Mercoledì 20 febbraio 2019

Il volontariato è relazione, questo il concetto al centro del nuovo volume “Fatti di relazioni. Prendersi cura dei volontari”, pubblicato da Cesvot nella collana “I Quaderni” (n. 80, pp. 139) e realizzato da Valentina Albertini, psicologa e consulente del Centro Servizi.

Il libro offre una serie di riflessioni e suggerimenti per gestire (bene) le relazioni all'interno delle associazioni e rendere più efficace l'organizzazione associativa. Grazie anche alla presentazione di esempi e casi concreti, l’autrice si sofferma sulla comunicazione e le dinamiche di gruppo, sulle motivazioni che spingono all’azione volontaria, sulle modalità attraverso cui affrontare i conflitti, superare il burn out, migliorare i rapporti tra volontari e tra volontari e dirigenti.

Partendo da principi base della psicologia delle organizzazioni, nel libro si suggeriscono spunti di riflessione e indicazioni utili su alcuni temi chiave, come ad esempio l’accoglienza e la motivazione dei volontari. Secondo Valentina Albertini, infatti,

non è la qualità dei progetti e dei servizi che garantisce al nuovo volontario di rimanere, ma è la qualità delle relazioni tra i volontari all’interno dell’associazione a far sì che si decida di prestare il proprio tempo in maniera stabile e continuata presso quella associazione”.

In altre parole, un’associazione sta bene se i volontari stanno bene tra loro e viceversa.
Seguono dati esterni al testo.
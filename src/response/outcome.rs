// SPDX-License-Identifier: MPL-2.0
// This Source Code Form is subject to the terms of the Mozilla Public
// License, v. 2.0. If a copy of the MPL was not distributed with this
// file, You can obtain one at https://mozilla.org/MPL/2.0/.

//! Resolved result of one calculation.

use serde::{Deserialize, Serialize};

use crate::error::CalculationError;

/// The result of a calculation: a watering time or a failure reason.
///
/// Exactly one outcome is produced per calculation request.
///
/// # Examples
///
/// ```
/// use irrigation_panel::response::CalculationOutcome;
///
/// let outcome = CalculationOutcome::success(15.0);
/// assert!(outcome.is_success());
/// assert_eq!(outcome.watering_time_minutes(), Some(15.0));
///
/// let failed = CalculationOutcome::failure("connection refused");
/// assert_eq!(failed.reason(), Some("connection refused"));
/// ```
#[derive(Debug, Clone, PartialEq, Serialize, Deserialize)]
#[serde(tag = "kind", rename_all = "snake_case")]
pub enum CalculationOutcome {
    /// The service recommended a watering time.
    Success {
        /// Recommended watering duration in minutes.
        watering_time_minutes: f64,
    },

    /// No recommendation could be obtained.
    Failure {
        /// Human-readable reason shown to the user.
        reason: String,
    },
}

impl CalculationOutcome {
    /// Creates a success outcome.
    #[must_use]
    pub fn success(watering_time_minutes: f64) -> Self {
        Self::Success {
            watering_time_minutes,
        }
    }

    /// Creates a failure outcome.
    #[must_use]
    pub fn failure(reason: impl Into<String>) -> Self {
        Self::Failure {
            reason: reason.into(),
        }
    }

    /// Returns `true` for a success outcome.
    #[must_use]
    pub fn is_success(&self) -> bool {
        matches!(self, Self::Success { .. })
    }

    /// Returns the watering time for a success outcome.
    #[must_use]
    pub fn watering_time_minutes(&self) -> Option<f64> {
        match self {
            Self::Success {
                watering_time_minutes,
            } => Some(*watering_time_minutes),
            Self::Failure { .. } => None,
        }
    }

    /// Returns the reason for a failure outcome.
    #[must_use]
    pub fn reason(&self) -> Option<&str> {
        match self {
            Self::Success { .. } => None,
            Self::Failure { reason } => Some(reason),
        }
    }
}

impl From<Result<f64, CalculationError>> for CalculationOutcome {
    fn from(result: Result<f64, CalculationError>) -> Self {
        match result {
            Ok(minutes) => Self::success(minutes),
            Err(err) => Self::failure(err.reason()),
        }
    }
}
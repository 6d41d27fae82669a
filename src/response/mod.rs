// SPDX-License-Identifier: MPL-2.0
// This Source Code Form is subject to the terms of the Mozilla Public
// License, v. 2.0. If a copy of the MPL was not distributed with this
// file, You can obtain one at https://mozilla.org/MPL/2.0/.

//! Response parsing and calculation outcomes.
//!
//! This module provides structures for deserializing JSON bodies returned by
//! the calculation service, and the [`CalculationOutcome`] every calculation
//! resolves to.

mod calculation;
mod outcome;

pub use calculation::{CalculationResponse, ServiceStatus, SUCCESS_STATUS};
pub use outcome::CalculationOutcome;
Per migliorare le relazioni all’interno dell’associazione, avverte Albertini, è importante innanzitutto abbattere alcuni stereotipi e resistenze che sono assai comuni, dentro e fuori il mondo della solidarietà. Tra le più diffuse l’idea che nelle organizzazioni non profit non ci siano conflitti e competizioni perché queste sono “per natura” portate a cooperare.

Un pregiudizio – spiega Albertini – fondato sulla convinzione che “nell’associazione porto le parti migliori di me e allora la parte aggressiva viene bandita”, mentre aggressività e conflitto sono elementi comuni ad ogni gruppo umano e dunque è importante imparare ad accettarli e a gestirli.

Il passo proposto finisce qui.